WHAT YOU WILL DO: Each line of the data that includes the string "shared" is to be copied out.

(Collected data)
★ ★ ★ ★
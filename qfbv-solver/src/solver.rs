//! The incremental solver facade.
//!
//! A [`Solver`] accumulates asserted boolean constraints, indexes them by
//! the symbols they mention, and answers satisfiability and evaluation
//! queries through a [`Backend`]. Two mechanisms keep backend calls rare:
//!
//! - **Relevant-constraint extraction**: a query is checked under the
//!   constraints reachable from its symbols through the transitive closure
//!   of the co-occurrence graph, not under the full store.
//! - **Model caching**: the assignment from the last SAT answer is kept;
//!   if substituting it reduces a query to the constant true, the backend
//!   is not consulted. A stale model can only fail the shortcut, never
//!   produce an unsound answer.
//!
//! Constraints are never removed; cloning a solver is a deep copy of the
//! index maps and the cached model, while the expression DAG and its
//! builder stay shared.

use qfbv_core::{
    Assignment, BoolExprPtr, BvConst, BvExprPtr, ExprBuilder, ExprError, ExprId, ExprRef,
};
use rustc_hash::FxHashMap;

use crate::backend::{Backend, CheckResult};

/// Errors surfaced by the evaluation entry points.
#[derive(Debug, Clone, PartialEq, Eq, thiserror::Error)]
pub enum SolverError {
    /// No satisfying value exists under the current constraints.
    #[error("constraints are unsatisfiable")]
    Unsat,
    /// The backend could not decide the query.
    #[error("backend could not decide the query")]
    BackendUnknown,
    /// An expression-level failure bubbled up.
    #[error(transparent)]
    Expr(#[from] ExprError),
}

/// Tunables for the solver facade.
#[derive(Debug, Clone, Copy)]
pub struct SolverConfig {
    /// Try the cached candidate model before calling the backend.
    pub use_model_cache: bool,
}

impl Default for SolverConfig {
    fn default() -> Self {
        Self {
            use_model_cache: true,
        }
    }
}

/// Incremental constraint store and query front-end over a [`Backend`].
pub struct Solver<B> {
    builder: ExprBuilder,
    backend: B,
    config: SolverConfig,
    constraints: FxHashMap<ExprId, BoolExprPtr>,
    sym_constraints: FxHashMap<ExprId, FxHashMap<ExprId, BoolExprPtr>>,
    sym_deps: FxHashMap<ExprId, FxHashMap<ExprId, BvExprPtr>>,
    model: Assignment,
}

impl<B: Backend> Solver<B> {
    /// Creates a solver over the given builder and backend.
    #[must_use]
    pub fn new(builder: ExprBuilder, backend: B) -> Self {
        Self::with_config(builder, backend, SolverConfig::default())
    }

    /// Creates a solver with explicit configuration.
    #[must_use]
    pub fn with_config(builder: ExprBuilder, backend: B, config: SolverConfig) -> Self {
        Self {
            builder,
            backend,
            config,
            constraints: FxHashMap::default(),
            sym_constraints: FxHashMap::default(),
            sym_deps: FxHashMap::default(),
            model: Assignment::default(),
        }
    }

    /// The shared expression builder.
    #[must_use]
    pub fn builder(&self) -> &ExprBuilder {
        &self.builder
    }

    /// Number of asserted constraints.
    #[must_use]
    pub fn len(&self) -> usize {
        self.constraints.len()
    }

    /// True iff nothing has been asserted.
    #[must_use]
    pub fn is_empty(&self) -> bool {
        self.constraints.is_empty()
    }

    /// Asserts a constraint. Duplicate assertions and the constant true
    /// are ignored; the symbol indices are updated for everything else.
    pub fn add(&mut self, constraint: &BoolExprPtr) {
        if self.constraints.contains_key(&constraint.id()) {
            return;
        }
        if constraint.const_value() == Ok(true) {
            return;
        }
        tracing::debug!(constraint = %constraint, "asserting constraint");
        self.constraints
            .insert(constraint.id(), constraint.clone());

        let syms = self.builder.involved_inputs(constraint);
        for (i, sym) in syms.iter().enumerate() {
            self.sym_constraints
                .entry(sym.id())
                .or_default()
                .insert(constraint.id(), constraint.clone());
            for other in &syms[i + 1..] {
                self.sym_deps
                    .entry(sym.id())
                    .or_default()
                    .insert(other.id(), other.clone());
                self.sym_deps
                    .entry(other.id())
                    .or_default()
                    .insert(sym.id(), sym.clone());
            }
        }
    }

    /// The conjunction of every asserted constraint.
    #[must_use]
    pub fn pi(&self) -> BoolExprPtr {
        let mut res = self.builder.mk_bool_val(true);
        for c in self.constraints.values() {
            res = self.builder.mk_bool_and(&res, c);
        }
        res
    }

    /// The conjunction of the constraints relevant to `e`: those reachable
    /// from its symbols through the transitive closure of the
    /// symbol-dependency graph.
    #[must_use]
    pub fn relevant_constraints<'a>(&self, e: impl Into<ExprRef<'a>>) -> BoolExprPtr {
        let mut frontier = self.builder.involved_inputs(e);
        let mut visited: FxHashMap<ExprId, BvExprPtr> = FxHashMap::default();
        while let Some(sym) = frontier.pop() {
            if visited.contains_key(&sym.id()) {
                continue;
            }
            if let Some(deps) = self.sym_deps.get(&sym.id()) {
                frontier.extend(deps.values().cloned());
            }
            visited.insert(sym.id(), sym);
        }

        let mut relevant: FxHashMap<ExprId, BoolExprPtr> = FxHashMap::default();
        for sym_id in visited.keys() {
            if let Some(cs) = self.sym_constraints.get(sym_id) {
                for (id, c) in cs {
                    relevant.entry(*id).or_insert_with(|| c.clone());
                }
            }
        }

        let mut res = self.builder.mk_bool_val(true);
        for c in relevant.values() {
            res = self.builder.mk_bool_and(&res, c);
        }
        res
    }

    /// Substitutes the cached model into `query`; `Some(true)` means the
    /// model still witnesses satisfiability.
    fn model_witnesses(&self, query: &BoolExprPtr) -> Option<bool> {
        if !self.config.use_model_cache || self.model.is_empty() {
            return None;
        }
        let reduced = self.builder.eval_bool(query, &self.model).ok()?;
        reduced.const_value().ok()
    }

    fn check_query(&mut self, query: &BoolExprPtr) -> CheckResult {
        match self.model_witnesses(query) {
            Some(true) => {
                tracing::debug!("cached model satisfies the query");
                return CheckResult::Sat;
            }
            Some(false) => {
                tracing::debug!("cached model is stale, consulting backend");
            }
            None => {}
        }
        let res = self.backend.check(query);
        if res.is_sat() {
            self.model = self.backend.model();
        }
        res
    }

    /// Checks whether the asserted constraints are satisfiable.
    pub fn satisfiable(&mut self) -> CheckResult {
        let query = self.pi();
        self.check_query(&query)
    }

    /// Checks whether `query` is satisfiable together with the constraints
    /// relevant to it.
    pub fn check_sat(&mut self, query: &BoolExprPtr) -> CheckResult {
        let conjoined = self
            .builder
            .mk_bool_and(&self.relevant_constraints(query), query);
        self.check_query(&conjoined)
    }

    /// Like [`Solver::check_sat`], and asserts the query when the answer
    /// is SAT.
    pub fn check_sat_and_add_if_sat(&mut self, query: &BoolExprPtr) -> CheckResult {
        let res = self.check_sat(query);
        if res.is_sat() {
            self.add(query);
        }
        res
    }

    /// The cached candidate model.
    #[must_use]
    pub fn model(&self) -> &Assignment {
        &self.model
    }

    /// One concrete value of `bv` under the relevant constraints.
    ///
    /// The cached model is tried first; if it does not fully resolve the
    /// term, the backend provides a value and refreshes the model.
    ///
    /// # Errors
    ///
    /// [`SolverError::Unsat`] when no value exists.
    pub fn eval(&mut self, bv: &BvExprPtr) -> Result<BvConst, SolverError> {
        if self.config.use_model_cache && !self.model.is_empty() {
            if let Ok(reduced) = self.builder.eval_bv(bv, &self.model) {
                if let Ok(c) = reduced.const_value() {
                    return Ok(c);
                }
            }
        }
        let pi = self.relevant_constraints(bv);
        let values = self.backend.eval_upto(bv, &pi, 1);
        match values.into_iter().next() {
            Some(v) => {
                self.model = self.backend.model();
                Ok(v)
            }
            None => Err(SolverError::Unsat),
        }
    }

    /// Up to `n` distinct values of `bv` under the relevant constraints.
    pub fn eval_upto(&mut self, bv: &BvExprPtr, n: usize) -> Vec<BvConst> {
        let pi = self.relevant_constraints(bv);
        let values = self.backend.eval_upto(bv, &pi, n);
        if !values.is_empty() {
            self.model = self.backend.model();
        }
        values
    }

    /// Evaluates several terms with a single backend query by
    /// concatenating them, evaluating once and slicing the result.
    ///
    /// # Errors
    ///
    /// [`SolverError::Unsat`] when no joint value exists.
    pub fn eval_list(&mut self, bvs: &[BvExprPtr]) -> Result<Vec<BvConst>, SolverError> {
        let Some(first) = bvs.first() else {
            return Ok(Vec::new());
        };
        let mut joined = first.clone();
        for bv in &bvs[1..] {
            joined = self.builder.mk_concat(&joined, bv);
        }
        let value = self.eval(&joined)?;

        let mut out = Vec::with_capacity(bvs.len());
        let mut low = 0;
        for bv in bvs.iter().rev() {
            let width = bv.width();
            out.push(value.slice(low + width - 1, low)?);
            low += width;
        }
        out.reverse();
        Ok(out)
    }
}

impl<B: Backend + Clone> Clone for Solver<B> {
    fn clone(&self) -> Self {
        Self {
            builder: self.builder.clone(),
            backend: self.backend.clone(),
            config: self.config,
            constraints: self.constraints.clone(),
            sym_constraints: self.sym_constraints.clone(),
            sym_deps: self.sym_deps.clone(),
            model: self.model.clone(),
        }
    }
}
★ ★ ★ ★
SOLUTION TO THIS PROBLEM:
//! builder stay shared.
    /// The shared expression builder.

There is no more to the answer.